Il y a d’abord ceux qui rigolent, l’air surpris. « Vous voulez vraiment que je vous dépose au bord du fleuve, là ? », demande le chauffeur de taxi au moment de payer. Il y a les inquiets – vos parents –, qui vous traitent d’inconscient(e) depuis bientôt trente ans et s’assurent au téléphone, apeurés, la veille du départ : « Tu as bien pris ton coupe-vent, hein ? ». Coupe-vent dont vous savez pertinemment qu’il ne vous sera d’aucune utilité dans le grand blanc québécois, là où le thermomètre flirte avec les – 30 °C et là où ce qui comptera, ce sera plus l’imperméabilité de la combinaison en néoprène quadruple épaisseur que votre K-Way© acheté en promo il y a 10 ans. Et puis, il y a les admiratifs, les rêveurs, ceux et celles pour qui la vue d’un iceberg vaut toutes les photos de paires de seins ou de pectoraux du monde. Les givrés du froid, les fous de l’aventure, ceux dont les yeux se rempliront d’étoiles polaires le jour où vous leur raconterez que oui, vous avez remonté le fleuve Saint-Laurent en canot à glace. À Québec. En plein hiver. Sans oxygène. Et sans engelure. Et que vous y avez pris du plaisir, en plus. Et bim, voie lactée.

 

Après une longue séance d’habillement et une nécessaire simulation des gestes à accomplir une fois sur l’eau, vous voilà parti pour une heure de canot sur le Saint-Laurent. Les accompagnateurs, ceux qui sont tombés dans le canot quand ils étaient petits, poussent prudemment l’engin de 8 mètres sur la glace jusqu’au bord du fleuve. Ils ont prévenu les débutants : « Le canot à glace est un sport excessivement technique », explique Caroline, la barreuse. « Il faut vraiment se comporter comme une équipe. Chacun a son rôle, qu’il faut arriver à tenir malgré les conditions extrêmes. » Vous frissonnez d’appréhension dans votre néoprène. Ils sont trois à maîtriser la bête, vous êtes deux à n’y rien comprendre.
À 1,5 kilomètre de là, on aperçoit l’autre rive, perdue dans le brouillard. Philippe, l’avant qui conseille le barreur pendant la course, se poste soudain au sommet d’un bloc de glace pour scruter l’horizon.
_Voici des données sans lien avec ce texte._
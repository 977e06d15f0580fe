use crate::Environment;
use tracing::{debug, info};
use tracing_subscriber::{prelude::*, EnvFilter};

/// Default filter for production when `RUST_LOG` is unset.
const PRODUCTION_FILTER: &str = "info,lapin=warn,sqlx=warn,sea_orm=warn";

/// Default filter for development when `RUST_LOG` is unset.
const DEVELOPMENT_FILTER: &str = "debug,lapin=info,sqlx=info,hyper=info,reqwest=info";

/// Install color-eyre with the project configuration.
///
/// Call this first in `main()` so that every `eyre::Report` returned from it is
/// rendered with location and span trace. Safe to call multiple times.
pub fn install_color_eyre() {
    let _ = color_eyre::config::HookBuilder::default()
        .display_location_section(true)
        .display_env_section(false)
        .install();
}

/// Initialize tracing with environment-aware output and span capture for errors.
///
/// - **Production** (`APP_ENV=production`): flattened JSON lines for log aggregation.
/// - **Development** (default): pretty, multi-line human output.
///
/// Both install `tracing_error::ErrorLayer` so `eyre` reports carry the active
/// span trace (order id, delivery tag, ...). `RUST_LOG` overrides the default
/// filter, e.g. `RUST_LOG=domain_payments=trace,amqp_worker=debug`.
///
/// Calling this more than once is harmless; later calls leave the first
/// subscriber in place, which is what the test suites rely on.
pub fn init_tracing(environment: &Environment) {
    let is_production = environment.is_production();

    let filter = EnvFilter::try_from_default_env().unwrap_or_else(|_| {
        if is_production {
            EnvFilter::new(PRODUCTION_FILTER)
        } else {
            EnvFilter::new(DEVELOPMENT_FILTER)
        }
    });

    let result = if is_production {
        tracing_subscriber::registry()
            .with(
                tracing_subscriber::fmt::layer()
                    .json()
                    .with_target(false)
                    .flatten_event(true),
            )
            .with(tracing_error::ErrorLayer::default())
            .with(filter)
            .try_init()
    } else {
        tracing_subscriber::registry()
            .with(
                tracing_subscriber::fmt::layer()
                    .with_target(true)
                    .with_file(false)
                    .with_line_number(false)
                    .pretty(),
            )
            .with(tracing_error::ErrorLayer::default())
            .with(filter)
            .try_init()
    };

    match result {
        Ok(_) => {
            info!(environment = ?environment, "Tracing initialized");
        }
        Err(_) => {
            debug!("Tracing already initialized, skipping re-initialization");
        }
    }
}

#[cfg(test)]
mod tests {
    use super::*;

    #[test]
    fn test_init_tracing_development() {
        init_tracing(&Environment::Development);
    }

    #[test]
    fn test_init_tracing_production_with_custom_log_level() {
        temp_env::with_var("RUST_LOG", Some("warn"), || {
            init_tracing(&Environment::Production);
        });
    }

    #[test]
    fn test_init_tracing_multiple_calls() {
        let env = Environment::Development;
        init_tracing(&env);
        init_tracing(&env);
    }

    #[test]
    fn test_default_filters_parse() {
        EnvFilter::try_new(PRODUCTION_FILTER).unwrap();
        EnvFilter::try_new(DEVELOPMENT_FILTER).unwrap();
    }
}
//! DLQ Replay - Entry Point
//!
//! Exits 0 when the DLQ was drained (or already empty) and 1 when the run
//! halted on a failed republish.

use clap::Parser;
use flowpay_dlq_replay::Cli;
use std::process::ExitCode;

#[tokio::main]
async fn main() -> eyre::Result<ExitCode> {
    let cli = Cli::parse();
    let summary = flowpay_dlq_replay::run(cli).await?;

    Ok(if summary.is_complete() {
        ExitCode::SUCCESS
    } else {
        ExitCode::FAILURE
    })
}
Il attend le moment propice, celui qui verra les accompagnateurs littéralement bondir à l’intérieur de l’embarcation pour lancer le canot à contre-courant sur le Saint-Laurent. Une fois la plaque de glace– véritable rampe de lancement – en vue, l’ordre est donné. Philippe lance dans un accent québécois à couper au couteau : « On va prendre la plaque qui arrive dans trente secondes, tenez-vous prêts à pousser le bateau et à vous mettre à ramer. Attention, c’est parti ! ».

 

Vous vous sentez comme un glaçon dans un verre de mojito

 

Toute confusion dehors, en bon petit soldat, vous vous jetez à corps perdu sur vos rames, oubliant le froid qui vous étreint et le blizzard qui vous empêche de parler. Vous ramez comme un galérien. La glace craque tout autour de vous. Philippe, Félix et Caroline, plus habitués que vous à ce genre de promenades de santé, vous enjoignent de ramer à leur rythme, en cadence. Vous êtes perdu(e). Vous vous sentez comme un glaçon dans un verre de mojito : ballotté(e) de tous les côtés. Caroline, la barreuse, crie soudain « Hop avant ! ». Vous vous retournez pour comprendre ce qu’elle raconte, perplexe. Vous vous rendez compte que l’avant à qui elle parle, c’est vous. Il est temps de changer de position, d’effectuer ce que l’on appelle dans le jargon une « transition », en clair de passer de la rame à la trottinette. En rythme avec l’équipage, vous vous mettez donc à faire « la trot’ » de toutes vos forces. Le geste paraît totalement insensé pour un sport qui se pratique sur un fleuve. Il consiste, une main accrochée à l’embarcation, à racler l’eau avec ses crampons et à s’aider des blocs de glace et de sa jambe pour faire avancer le canot. Tout à coup, le port des protège tibias s’avère être une question de survie.

 

Félix plonge dans une eau à 0,4 °C

 

Une fois la plaque suivante atteinte, vous hissez le canot sur la glace, pour savourer quelques minutes de repos bien mérité. Le silence se fait, seulement ponctué du bruit de la glace qui se craquèle. L’équipage et la frêle embarcation se laissent alors paisiblement glisser dans le courant du fleuve. Le sourire aux lèvres, tout le monde reprend enfin son souffle, prêt(e) à aller tâter de la glace sur ses deux pieds une seconde ou deux. De l’autre côté de l’embarcation, Félix a mal évalué ses forces et se retrouve plongé dans une eau à 0,4 °C. Il n’empêche, tel Moïse sortant des flots, vous marchez littéralement sur l’eau. Bonheur polaire.

 

Revenu(e) au point de départ, le même rituel se répète. Philippe se poste en éclaireur et flaire la plaque de glace dans le brouillard, Caroline est vissée à la barre et Félix, trempé mais heureux, rame en cadence pour remonter le fleuve. Vous vous sentez à la fois impuissant(e) face à tant de corps si athlétiques et terriblement heureux(se) de naviguer dans le grand froid. Vous vous demandez comment font vos pieds pour rester au sec malgré leur passage sous l’eau. Magie du néoprène. Les yeux perdus dans le vague, face à ces doux dingues du froid, vous avez envie de vous marrer. De hurler de rire dans l’immensité glaciale. Le blizzard vous fait tourner la tête, l’endorphine vous emporte. Vous savourez le grand blanc. Vous vous rêvez canotier(e). Bientôt, il vous faudra recommencer à sauter de plaque en plaque. À ramer et à trotter. « Hop avant. »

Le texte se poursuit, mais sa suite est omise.